┌────────
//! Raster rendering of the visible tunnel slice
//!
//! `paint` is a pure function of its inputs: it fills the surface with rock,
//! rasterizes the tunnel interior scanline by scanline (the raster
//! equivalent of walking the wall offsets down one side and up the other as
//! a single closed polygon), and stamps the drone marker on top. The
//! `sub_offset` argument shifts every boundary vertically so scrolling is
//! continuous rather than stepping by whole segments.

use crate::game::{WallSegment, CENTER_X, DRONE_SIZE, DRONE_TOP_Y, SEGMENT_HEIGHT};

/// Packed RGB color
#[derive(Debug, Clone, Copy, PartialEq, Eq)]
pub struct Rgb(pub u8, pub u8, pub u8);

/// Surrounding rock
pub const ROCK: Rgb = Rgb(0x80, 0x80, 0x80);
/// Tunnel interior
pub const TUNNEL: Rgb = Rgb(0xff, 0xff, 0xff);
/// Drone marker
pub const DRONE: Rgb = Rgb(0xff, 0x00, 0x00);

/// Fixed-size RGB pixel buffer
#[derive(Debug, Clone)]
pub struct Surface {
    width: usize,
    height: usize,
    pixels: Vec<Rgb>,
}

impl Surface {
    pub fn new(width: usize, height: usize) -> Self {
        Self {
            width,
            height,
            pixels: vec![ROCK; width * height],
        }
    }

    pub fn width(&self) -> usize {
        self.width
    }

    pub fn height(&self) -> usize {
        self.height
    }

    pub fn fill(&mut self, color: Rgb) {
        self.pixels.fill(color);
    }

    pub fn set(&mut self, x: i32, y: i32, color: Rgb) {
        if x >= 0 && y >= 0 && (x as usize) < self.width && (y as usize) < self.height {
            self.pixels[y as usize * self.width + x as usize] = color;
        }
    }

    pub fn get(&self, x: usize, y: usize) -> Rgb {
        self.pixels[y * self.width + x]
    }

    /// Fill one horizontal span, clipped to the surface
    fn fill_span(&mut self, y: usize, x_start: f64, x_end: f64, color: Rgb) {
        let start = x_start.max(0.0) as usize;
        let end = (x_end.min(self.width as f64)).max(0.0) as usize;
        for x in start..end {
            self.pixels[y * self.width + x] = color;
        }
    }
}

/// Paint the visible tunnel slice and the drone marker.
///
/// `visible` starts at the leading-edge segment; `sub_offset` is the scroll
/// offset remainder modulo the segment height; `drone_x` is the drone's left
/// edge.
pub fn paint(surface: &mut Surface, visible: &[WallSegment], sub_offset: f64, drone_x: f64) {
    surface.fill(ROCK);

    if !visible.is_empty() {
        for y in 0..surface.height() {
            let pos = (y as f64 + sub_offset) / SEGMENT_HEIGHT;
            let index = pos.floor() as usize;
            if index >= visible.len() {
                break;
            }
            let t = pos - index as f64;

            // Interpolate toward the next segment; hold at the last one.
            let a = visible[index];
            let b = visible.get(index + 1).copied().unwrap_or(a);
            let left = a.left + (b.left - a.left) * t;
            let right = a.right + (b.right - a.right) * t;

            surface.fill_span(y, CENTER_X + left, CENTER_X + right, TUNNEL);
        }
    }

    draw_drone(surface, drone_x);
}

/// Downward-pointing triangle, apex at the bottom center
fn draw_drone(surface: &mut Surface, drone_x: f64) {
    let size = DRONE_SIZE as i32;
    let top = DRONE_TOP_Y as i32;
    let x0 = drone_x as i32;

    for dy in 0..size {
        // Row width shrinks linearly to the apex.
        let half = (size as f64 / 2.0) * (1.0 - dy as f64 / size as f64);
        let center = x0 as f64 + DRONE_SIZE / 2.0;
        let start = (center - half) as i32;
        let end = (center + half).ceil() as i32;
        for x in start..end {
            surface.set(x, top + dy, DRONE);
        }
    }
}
└────────
■ **What the exercise asks**
Gather and copy every line of the data in which the string "left" is found.

■ **Result below**
/// offset remainder modulo the segment height; `drone_x` is the drone's left
            let left = a.left + (b.left - a.left) * t;
            surface.fill_span(y, CENTER_X + left, CENTER_X + right, TUNNEL);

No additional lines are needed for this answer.